» WHAT IS BEING ASKED
Go over the data and keep only the lines that include "AllowOrigin".

» DATA FOR THE TASK
+ + + + +
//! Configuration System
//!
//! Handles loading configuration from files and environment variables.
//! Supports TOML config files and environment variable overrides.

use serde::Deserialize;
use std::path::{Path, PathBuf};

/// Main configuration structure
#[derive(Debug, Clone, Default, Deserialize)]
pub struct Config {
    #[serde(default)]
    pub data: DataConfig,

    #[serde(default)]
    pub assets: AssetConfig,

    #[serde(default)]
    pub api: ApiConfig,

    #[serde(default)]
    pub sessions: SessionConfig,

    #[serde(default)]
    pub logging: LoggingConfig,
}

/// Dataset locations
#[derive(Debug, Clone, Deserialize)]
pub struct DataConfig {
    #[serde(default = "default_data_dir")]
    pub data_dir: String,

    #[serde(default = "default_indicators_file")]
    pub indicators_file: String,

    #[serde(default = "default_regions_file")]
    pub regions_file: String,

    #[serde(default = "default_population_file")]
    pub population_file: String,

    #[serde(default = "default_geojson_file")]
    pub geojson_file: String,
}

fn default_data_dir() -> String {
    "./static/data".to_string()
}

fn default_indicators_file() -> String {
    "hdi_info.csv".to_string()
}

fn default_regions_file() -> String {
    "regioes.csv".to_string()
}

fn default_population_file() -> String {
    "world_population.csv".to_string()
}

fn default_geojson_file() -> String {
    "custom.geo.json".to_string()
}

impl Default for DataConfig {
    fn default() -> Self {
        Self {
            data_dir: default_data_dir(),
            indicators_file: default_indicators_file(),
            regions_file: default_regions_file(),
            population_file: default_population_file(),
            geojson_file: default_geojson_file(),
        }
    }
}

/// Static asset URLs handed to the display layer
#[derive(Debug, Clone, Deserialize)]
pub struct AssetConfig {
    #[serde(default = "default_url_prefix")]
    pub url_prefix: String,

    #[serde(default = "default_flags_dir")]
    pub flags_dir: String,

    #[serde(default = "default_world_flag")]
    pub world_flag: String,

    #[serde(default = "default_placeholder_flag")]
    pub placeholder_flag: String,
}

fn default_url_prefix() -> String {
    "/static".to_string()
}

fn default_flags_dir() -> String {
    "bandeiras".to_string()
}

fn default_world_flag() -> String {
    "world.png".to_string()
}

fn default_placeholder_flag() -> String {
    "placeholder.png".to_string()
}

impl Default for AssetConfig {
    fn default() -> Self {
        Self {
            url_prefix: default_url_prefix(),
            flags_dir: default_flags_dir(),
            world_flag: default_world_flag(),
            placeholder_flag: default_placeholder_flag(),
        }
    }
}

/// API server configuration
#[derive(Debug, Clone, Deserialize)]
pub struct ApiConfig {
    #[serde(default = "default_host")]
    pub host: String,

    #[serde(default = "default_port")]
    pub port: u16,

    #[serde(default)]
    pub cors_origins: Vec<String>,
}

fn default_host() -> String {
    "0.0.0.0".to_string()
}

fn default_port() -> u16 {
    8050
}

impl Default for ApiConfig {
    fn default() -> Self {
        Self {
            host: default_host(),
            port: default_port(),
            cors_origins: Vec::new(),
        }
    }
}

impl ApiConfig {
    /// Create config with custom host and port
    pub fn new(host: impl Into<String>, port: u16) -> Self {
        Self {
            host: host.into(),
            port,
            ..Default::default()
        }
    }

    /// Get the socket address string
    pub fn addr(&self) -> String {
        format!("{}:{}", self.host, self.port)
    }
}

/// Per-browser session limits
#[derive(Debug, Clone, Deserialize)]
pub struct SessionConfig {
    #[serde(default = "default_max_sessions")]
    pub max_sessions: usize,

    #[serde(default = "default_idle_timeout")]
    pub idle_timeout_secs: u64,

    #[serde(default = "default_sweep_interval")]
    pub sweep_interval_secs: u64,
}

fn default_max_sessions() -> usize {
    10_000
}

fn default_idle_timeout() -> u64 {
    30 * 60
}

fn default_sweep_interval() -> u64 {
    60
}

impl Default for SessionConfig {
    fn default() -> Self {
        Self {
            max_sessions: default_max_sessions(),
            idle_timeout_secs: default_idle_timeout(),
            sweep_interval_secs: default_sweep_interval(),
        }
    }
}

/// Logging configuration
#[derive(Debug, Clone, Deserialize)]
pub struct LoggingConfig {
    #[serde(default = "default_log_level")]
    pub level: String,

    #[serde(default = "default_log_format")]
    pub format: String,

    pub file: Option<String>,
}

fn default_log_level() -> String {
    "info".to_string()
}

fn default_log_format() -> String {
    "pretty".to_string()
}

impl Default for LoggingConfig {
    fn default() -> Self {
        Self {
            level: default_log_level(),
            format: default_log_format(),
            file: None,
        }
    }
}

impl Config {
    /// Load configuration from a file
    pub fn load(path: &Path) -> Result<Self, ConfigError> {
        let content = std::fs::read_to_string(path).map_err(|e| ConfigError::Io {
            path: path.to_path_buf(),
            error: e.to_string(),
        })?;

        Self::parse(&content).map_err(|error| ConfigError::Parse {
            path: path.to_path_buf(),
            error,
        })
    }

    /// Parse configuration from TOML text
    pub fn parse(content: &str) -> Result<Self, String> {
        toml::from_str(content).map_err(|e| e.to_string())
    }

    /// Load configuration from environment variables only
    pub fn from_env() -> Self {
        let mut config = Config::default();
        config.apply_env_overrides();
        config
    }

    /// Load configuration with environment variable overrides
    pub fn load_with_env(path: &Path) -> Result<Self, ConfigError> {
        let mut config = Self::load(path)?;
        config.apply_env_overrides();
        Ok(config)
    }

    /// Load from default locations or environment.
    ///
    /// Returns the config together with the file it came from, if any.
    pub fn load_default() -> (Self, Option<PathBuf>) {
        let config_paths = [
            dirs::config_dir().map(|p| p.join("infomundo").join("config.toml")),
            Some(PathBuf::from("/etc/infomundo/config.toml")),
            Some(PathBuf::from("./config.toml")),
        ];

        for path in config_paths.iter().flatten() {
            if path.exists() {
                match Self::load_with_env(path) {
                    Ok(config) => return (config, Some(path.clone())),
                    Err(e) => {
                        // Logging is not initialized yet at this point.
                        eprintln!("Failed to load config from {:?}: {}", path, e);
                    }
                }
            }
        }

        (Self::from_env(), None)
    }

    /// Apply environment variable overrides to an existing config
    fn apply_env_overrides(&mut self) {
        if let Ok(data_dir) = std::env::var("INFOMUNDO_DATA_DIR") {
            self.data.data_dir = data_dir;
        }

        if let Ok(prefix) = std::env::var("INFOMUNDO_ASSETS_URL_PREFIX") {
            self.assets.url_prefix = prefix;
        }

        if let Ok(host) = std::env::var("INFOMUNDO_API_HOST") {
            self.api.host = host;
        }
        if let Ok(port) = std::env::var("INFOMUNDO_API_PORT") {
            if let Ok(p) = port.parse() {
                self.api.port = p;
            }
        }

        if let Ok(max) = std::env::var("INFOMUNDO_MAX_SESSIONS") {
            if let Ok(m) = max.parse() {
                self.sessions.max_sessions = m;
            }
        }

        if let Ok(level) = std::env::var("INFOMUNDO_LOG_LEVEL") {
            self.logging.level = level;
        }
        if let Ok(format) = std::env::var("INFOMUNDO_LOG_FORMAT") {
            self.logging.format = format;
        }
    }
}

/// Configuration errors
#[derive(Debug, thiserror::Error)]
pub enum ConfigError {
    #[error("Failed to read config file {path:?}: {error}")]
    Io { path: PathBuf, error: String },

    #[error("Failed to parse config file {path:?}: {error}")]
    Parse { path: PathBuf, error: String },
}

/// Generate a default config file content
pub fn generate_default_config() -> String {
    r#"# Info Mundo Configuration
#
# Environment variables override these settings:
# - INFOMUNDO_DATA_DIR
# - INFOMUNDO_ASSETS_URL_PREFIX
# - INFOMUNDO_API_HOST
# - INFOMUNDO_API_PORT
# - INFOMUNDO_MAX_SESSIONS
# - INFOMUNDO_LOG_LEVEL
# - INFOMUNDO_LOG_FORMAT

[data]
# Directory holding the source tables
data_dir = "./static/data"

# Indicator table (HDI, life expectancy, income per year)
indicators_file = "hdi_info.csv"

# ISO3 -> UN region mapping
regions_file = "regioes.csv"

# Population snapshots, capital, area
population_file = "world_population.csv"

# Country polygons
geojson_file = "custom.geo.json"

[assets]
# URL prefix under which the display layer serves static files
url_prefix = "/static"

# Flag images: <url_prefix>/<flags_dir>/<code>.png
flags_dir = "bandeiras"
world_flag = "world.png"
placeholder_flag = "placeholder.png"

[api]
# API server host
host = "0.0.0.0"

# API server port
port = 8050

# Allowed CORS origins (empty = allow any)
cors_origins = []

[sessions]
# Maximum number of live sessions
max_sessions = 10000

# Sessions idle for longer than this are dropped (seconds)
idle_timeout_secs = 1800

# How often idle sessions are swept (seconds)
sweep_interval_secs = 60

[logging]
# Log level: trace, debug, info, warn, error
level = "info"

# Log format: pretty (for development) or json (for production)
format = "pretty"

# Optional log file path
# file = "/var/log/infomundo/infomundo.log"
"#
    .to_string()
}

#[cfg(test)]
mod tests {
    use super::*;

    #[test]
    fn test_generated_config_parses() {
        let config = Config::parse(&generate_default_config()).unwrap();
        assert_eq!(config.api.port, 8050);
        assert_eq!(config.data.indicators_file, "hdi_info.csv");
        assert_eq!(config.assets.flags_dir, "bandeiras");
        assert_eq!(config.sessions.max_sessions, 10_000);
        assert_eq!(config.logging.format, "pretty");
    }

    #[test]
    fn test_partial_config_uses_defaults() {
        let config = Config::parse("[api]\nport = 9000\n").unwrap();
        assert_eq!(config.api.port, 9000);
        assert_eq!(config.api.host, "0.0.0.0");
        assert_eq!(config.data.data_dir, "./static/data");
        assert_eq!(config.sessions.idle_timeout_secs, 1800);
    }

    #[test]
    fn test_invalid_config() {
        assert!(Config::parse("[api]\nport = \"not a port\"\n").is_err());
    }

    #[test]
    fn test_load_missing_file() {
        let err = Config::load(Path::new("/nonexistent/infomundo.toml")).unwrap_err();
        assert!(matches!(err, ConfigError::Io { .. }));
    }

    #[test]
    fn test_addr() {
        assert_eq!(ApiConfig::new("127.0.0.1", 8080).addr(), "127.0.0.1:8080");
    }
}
+ + + + +
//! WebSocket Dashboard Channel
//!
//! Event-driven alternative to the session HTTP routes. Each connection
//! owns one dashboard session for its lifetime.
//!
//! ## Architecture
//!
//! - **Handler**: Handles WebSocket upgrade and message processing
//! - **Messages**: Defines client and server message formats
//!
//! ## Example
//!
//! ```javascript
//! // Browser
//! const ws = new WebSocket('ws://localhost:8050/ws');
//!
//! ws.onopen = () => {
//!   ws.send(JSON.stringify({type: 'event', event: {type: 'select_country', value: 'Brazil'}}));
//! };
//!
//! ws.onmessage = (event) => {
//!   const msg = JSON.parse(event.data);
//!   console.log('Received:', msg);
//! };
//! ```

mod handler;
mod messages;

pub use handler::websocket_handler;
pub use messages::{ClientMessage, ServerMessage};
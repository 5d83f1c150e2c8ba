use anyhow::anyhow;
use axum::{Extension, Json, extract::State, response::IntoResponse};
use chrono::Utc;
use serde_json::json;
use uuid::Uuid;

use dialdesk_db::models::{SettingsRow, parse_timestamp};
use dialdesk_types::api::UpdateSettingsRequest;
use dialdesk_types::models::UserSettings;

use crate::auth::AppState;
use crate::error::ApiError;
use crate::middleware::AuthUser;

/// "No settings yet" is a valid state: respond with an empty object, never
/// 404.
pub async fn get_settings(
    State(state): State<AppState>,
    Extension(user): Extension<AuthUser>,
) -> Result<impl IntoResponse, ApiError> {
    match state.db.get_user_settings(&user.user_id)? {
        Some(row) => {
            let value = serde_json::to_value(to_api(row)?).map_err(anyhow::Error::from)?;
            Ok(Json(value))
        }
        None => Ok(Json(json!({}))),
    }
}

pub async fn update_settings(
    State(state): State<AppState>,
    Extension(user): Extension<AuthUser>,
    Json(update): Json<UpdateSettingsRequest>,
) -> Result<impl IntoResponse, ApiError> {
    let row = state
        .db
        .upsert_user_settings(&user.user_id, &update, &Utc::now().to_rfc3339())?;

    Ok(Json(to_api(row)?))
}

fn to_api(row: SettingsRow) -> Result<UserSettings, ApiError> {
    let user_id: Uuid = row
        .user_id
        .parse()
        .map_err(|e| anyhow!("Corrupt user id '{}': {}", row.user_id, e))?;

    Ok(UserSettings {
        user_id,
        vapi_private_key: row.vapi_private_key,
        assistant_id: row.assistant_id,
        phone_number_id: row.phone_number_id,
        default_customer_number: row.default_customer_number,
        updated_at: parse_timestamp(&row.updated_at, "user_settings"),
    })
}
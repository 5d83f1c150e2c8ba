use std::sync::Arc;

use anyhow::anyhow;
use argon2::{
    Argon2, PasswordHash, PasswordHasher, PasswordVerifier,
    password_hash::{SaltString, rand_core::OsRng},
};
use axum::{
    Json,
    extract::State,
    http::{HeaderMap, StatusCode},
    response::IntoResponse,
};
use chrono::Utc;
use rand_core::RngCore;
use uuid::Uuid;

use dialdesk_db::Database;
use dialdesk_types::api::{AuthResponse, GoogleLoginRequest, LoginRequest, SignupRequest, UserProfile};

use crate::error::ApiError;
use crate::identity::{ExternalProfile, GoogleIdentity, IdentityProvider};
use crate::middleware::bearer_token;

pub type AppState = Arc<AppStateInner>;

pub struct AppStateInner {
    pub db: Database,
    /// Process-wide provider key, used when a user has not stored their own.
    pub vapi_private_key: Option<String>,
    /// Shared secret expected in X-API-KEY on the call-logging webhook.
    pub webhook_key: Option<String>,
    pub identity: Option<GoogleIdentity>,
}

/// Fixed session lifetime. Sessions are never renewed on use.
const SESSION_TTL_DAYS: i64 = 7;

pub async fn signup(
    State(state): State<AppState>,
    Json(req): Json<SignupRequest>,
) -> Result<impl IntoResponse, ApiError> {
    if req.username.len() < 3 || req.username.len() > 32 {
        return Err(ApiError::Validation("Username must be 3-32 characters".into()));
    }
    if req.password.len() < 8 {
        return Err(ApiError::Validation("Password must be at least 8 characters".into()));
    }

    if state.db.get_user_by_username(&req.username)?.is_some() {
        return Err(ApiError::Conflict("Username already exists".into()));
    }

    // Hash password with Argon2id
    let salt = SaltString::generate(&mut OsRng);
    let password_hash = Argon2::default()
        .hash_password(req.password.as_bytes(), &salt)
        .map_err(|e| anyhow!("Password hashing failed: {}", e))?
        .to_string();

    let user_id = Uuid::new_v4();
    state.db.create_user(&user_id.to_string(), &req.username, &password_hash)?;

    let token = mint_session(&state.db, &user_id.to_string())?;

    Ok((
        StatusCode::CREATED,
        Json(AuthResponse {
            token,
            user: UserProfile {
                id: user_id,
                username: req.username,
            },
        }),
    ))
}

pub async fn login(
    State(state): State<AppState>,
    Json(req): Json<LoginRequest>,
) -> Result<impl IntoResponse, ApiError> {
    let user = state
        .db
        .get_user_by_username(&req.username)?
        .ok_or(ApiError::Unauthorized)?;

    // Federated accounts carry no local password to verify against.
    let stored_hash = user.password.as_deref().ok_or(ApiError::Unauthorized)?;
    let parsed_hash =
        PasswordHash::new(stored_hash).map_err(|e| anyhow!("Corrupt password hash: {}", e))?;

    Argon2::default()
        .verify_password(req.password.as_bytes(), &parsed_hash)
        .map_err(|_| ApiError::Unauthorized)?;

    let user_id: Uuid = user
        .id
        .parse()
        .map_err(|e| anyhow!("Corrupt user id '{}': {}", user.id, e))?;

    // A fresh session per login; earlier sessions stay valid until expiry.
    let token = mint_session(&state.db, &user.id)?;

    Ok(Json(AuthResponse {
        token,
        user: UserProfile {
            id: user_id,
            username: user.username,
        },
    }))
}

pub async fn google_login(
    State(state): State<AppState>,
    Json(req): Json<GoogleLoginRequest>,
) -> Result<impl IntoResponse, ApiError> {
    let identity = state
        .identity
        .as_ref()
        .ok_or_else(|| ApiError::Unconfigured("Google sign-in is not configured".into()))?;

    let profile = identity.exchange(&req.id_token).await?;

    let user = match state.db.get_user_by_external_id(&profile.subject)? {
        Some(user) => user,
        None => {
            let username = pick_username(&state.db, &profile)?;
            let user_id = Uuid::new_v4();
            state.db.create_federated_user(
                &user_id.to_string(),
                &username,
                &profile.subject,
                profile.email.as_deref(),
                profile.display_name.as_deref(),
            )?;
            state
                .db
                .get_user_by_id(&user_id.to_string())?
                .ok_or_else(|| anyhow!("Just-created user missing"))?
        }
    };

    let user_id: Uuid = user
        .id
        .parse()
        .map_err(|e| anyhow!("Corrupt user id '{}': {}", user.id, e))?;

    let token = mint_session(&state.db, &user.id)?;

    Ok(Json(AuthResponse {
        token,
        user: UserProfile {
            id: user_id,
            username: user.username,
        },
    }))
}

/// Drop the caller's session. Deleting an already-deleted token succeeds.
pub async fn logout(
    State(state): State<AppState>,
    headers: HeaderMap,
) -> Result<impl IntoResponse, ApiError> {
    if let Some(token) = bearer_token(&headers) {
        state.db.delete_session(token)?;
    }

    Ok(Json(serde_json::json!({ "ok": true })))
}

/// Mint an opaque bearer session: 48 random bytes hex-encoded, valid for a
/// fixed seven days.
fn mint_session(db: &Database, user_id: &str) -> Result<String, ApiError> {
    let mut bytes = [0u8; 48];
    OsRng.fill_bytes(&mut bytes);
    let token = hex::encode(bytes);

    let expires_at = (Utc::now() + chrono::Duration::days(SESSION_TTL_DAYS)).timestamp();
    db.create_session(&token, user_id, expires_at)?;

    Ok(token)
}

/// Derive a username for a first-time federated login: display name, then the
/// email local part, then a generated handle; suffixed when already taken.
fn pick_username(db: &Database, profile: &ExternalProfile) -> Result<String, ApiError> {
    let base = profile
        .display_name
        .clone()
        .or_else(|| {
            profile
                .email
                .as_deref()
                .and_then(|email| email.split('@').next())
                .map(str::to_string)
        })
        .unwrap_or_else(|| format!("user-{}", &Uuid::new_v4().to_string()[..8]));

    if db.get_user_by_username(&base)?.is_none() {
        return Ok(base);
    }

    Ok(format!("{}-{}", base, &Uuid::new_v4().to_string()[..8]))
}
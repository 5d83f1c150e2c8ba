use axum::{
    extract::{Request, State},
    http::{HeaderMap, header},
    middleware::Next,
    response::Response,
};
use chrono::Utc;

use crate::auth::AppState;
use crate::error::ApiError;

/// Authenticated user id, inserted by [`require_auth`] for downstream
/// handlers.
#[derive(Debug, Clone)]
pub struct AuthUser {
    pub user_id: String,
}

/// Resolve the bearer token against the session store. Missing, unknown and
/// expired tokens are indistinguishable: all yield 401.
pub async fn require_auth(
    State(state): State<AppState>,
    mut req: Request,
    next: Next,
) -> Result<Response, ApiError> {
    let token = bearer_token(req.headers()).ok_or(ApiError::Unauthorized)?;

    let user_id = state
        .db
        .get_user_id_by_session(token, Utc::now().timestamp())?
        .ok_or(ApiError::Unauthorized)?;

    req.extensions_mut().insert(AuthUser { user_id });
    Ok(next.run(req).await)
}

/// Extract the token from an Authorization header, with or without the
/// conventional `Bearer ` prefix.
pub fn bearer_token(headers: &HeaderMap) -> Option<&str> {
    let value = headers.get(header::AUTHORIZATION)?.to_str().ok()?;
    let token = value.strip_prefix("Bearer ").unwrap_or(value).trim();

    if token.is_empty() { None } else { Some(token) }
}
+ + + + +
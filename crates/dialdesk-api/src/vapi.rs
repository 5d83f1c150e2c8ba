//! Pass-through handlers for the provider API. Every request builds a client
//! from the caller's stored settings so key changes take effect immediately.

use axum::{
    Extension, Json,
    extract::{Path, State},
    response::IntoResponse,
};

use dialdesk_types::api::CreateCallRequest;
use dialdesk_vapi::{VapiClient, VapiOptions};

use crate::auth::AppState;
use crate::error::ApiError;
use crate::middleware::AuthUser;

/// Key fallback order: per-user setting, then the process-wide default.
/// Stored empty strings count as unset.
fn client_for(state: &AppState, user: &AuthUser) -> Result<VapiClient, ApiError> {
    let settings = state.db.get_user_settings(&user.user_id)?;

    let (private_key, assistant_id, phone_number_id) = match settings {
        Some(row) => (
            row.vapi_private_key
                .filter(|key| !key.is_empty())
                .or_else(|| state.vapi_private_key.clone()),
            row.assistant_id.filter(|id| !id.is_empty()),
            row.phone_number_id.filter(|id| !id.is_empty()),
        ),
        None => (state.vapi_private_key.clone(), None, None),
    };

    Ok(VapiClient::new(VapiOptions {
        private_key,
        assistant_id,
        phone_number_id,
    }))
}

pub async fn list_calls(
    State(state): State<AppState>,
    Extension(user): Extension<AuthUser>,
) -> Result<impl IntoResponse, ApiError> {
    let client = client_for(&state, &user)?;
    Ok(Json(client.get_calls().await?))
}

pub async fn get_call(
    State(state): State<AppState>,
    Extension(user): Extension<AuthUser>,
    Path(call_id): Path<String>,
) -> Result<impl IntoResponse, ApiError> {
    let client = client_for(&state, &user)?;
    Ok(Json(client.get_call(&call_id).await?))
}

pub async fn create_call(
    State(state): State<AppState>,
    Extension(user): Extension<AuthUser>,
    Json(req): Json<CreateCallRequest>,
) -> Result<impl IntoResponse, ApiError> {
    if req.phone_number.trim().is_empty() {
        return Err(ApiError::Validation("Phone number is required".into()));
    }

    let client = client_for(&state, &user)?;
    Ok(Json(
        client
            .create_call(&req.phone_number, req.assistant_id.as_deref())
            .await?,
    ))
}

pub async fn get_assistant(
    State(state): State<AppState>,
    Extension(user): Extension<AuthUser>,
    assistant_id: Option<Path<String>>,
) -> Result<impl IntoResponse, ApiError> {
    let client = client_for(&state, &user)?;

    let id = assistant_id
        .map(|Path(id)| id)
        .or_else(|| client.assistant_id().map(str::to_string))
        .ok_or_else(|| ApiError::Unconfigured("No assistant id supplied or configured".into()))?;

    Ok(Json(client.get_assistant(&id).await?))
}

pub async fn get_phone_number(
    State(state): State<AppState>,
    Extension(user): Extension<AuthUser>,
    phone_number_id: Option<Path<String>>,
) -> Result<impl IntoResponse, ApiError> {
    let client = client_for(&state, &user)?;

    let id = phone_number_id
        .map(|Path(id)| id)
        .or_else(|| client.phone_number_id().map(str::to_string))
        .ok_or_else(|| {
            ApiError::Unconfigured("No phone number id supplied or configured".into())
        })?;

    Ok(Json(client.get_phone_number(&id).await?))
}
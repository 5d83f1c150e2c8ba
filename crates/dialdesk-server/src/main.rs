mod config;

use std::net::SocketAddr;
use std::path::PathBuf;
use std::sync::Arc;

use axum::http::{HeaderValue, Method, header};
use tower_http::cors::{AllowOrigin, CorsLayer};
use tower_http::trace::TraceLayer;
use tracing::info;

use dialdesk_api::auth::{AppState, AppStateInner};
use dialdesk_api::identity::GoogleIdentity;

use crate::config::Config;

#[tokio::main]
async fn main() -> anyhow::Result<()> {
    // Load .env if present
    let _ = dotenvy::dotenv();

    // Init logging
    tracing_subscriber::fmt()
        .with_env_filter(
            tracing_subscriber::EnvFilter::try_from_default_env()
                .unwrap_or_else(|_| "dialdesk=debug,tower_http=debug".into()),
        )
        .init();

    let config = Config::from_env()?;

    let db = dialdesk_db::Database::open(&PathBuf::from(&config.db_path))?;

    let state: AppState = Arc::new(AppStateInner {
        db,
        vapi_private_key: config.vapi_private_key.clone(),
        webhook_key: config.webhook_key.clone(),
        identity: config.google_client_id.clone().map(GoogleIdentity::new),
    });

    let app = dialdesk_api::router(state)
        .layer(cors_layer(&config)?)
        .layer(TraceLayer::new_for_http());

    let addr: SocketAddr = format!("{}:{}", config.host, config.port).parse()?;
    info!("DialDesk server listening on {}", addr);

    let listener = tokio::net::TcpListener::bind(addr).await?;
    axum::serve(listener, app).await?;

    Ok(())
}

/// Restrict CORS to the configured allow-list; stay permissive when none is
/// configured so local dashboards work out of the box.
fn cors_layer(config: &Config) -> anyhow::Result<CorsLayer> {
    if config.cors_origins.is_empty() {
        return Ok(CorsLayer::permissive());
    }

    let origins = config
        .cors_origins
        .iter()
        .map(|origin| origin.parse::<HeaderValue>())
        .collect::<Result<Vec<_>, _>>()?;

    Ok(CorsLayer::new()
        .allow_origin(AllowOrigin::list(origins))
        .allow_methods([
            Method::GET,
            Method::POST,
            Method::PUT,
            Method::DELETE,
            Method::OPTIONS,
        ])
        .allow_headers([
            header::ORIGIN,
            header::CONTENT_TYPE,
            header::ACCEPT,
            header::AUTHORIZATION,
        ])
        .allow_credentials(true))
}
+ + + + +
» RESULT
use tower_http::cors::{AllowOrigin, CorsLayer};
        .allow_origin(AllowOrigin::list(origins))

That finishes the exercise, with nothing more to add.